Human rights defender Abdur Razzak and a colleague, Shankar Kumar Dhali were arrested by five police officers on the morning of 3rd November 2008. They were arrested without warrants, and taken to the Paikgachha police station in Khulna district, south western Bangladesh.
Born in the south of Bangladesh in 1967, Razzak is a law graduate and is presently working as a lawyer’s assistant. He graduated from Southeast University, Dhaka in 2001. Prior to his arrest he supplemented his income by editing a fortnightly newspaper, Gonomichhil, which has published many stories critical of the police and judges, as well as the bribery prevalent in the country.
After being informed of his arrest, his family members went to the police station, arriving at about 11am. They asked Razzak if he had been tortured by the police while in custody. His swollen face gave them the answer they feared. Also his shirt had been taken and he was made to sit on the floor of the cell.
It became evident that Razzak had upset someone with his critical reporting when his wife, Rahima, was told by the Officer-in-Charge of the station that he was under pressure from the court to arrest him. One month earlier a Magistrate had announced in an open court that if anyone were to arrest Abdur Razzak he would issue a warrant of arrest without any delay or hesitation.
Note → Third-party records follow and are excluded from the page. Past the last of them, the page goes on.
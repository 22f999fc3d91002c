//! Access scoping - may an actor act on a given warehouse?
//!
//! This is a predicate, never an error source: callers raise the
//! access-denied condition themselves when it returns false.

use crate::domain::foundation::{UserRole, WarehouseId};

/// Returns true when an actor with `role` and `actor_warehouse_ids` may act
/// on `target`.
///
/// - ADMIN: always.
/// - Any other role: when the assignment set is empty (unrestricted) or
///   contains the target.
pub fn warehouse_accessible(
    role: UserRole,
    actor_warehouse_ids: &[WarehouseId],
    target: &WarehouseId,
) -> bool {
    if role.is_admin() {
        return true;
    }
    actor_warehouse_ids.is_empty() || actor_warehouse_ids.contains(target)
}

#[cfg(test)]
mod tests {
    use super::*;

    #[test]
    fn admin_accesses_any_warehouse() {
        let target = WarehouseId::new();
        assert!(warehouse_accessible(UserRole::Admin, &[], &target));
        assert!(warehouse_accessible(
            UserRole::Admin,
            &[WarehouseId::new()],
            &target
        ));
    }

    #[test]
    fn empty_assignment_set_is_unrestricted() {
        let target = WarehouseId::new();
        assert!(warehouse_accessible(
            UserRole::WarehouseManager,
            &[],
            &target
        ));
        assert!(warehouse_accessible(UserRole::ProcessLeader, &[], &target));
    }

    #[test]
    fn assigned_warehouse_is_accessible() {
        let target = WarehouseId::new();
        let assigned = vec![WarehouseId::new(), target];
        assert!(warehouse_accessible(
            UserRole::WarehouseManager,
            &assigned,
            &target
        ));
    }

    #[test]
    fn unassigned_warehouse_is_denied() {
        let target = WarehouseId::new();
        let assigned = vec![WarehouseId::new()];
        assert!(!warehouse_accessible(
            UserRole::WarehouseManager,
            &assigned,
            &target
        ));
        assert!(!warehouse_accessible(
            UserRole::ProcessLeader,
            &assigned,
            &target
        ));
    }
}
The families of Razzak and his companion canvassed anyone they thought might help them to convince the police to release the men. Their rationale was simple; if the police had no case against them they should be released. But more importantly, if there was, in fact, a case against the men they should not be ill-treated or tortured. With Razzak being the only breadwinner, Rahima had to borrow money from her relatives. She also sent her three young children to stay with her sister, so that she was free to visit the police station and other places as necessary. When she was not running other errands, Rahima spent her time outside the police station in fear that something would happen to her husband. Even visiting her husband required the payment of a bribe to the officers.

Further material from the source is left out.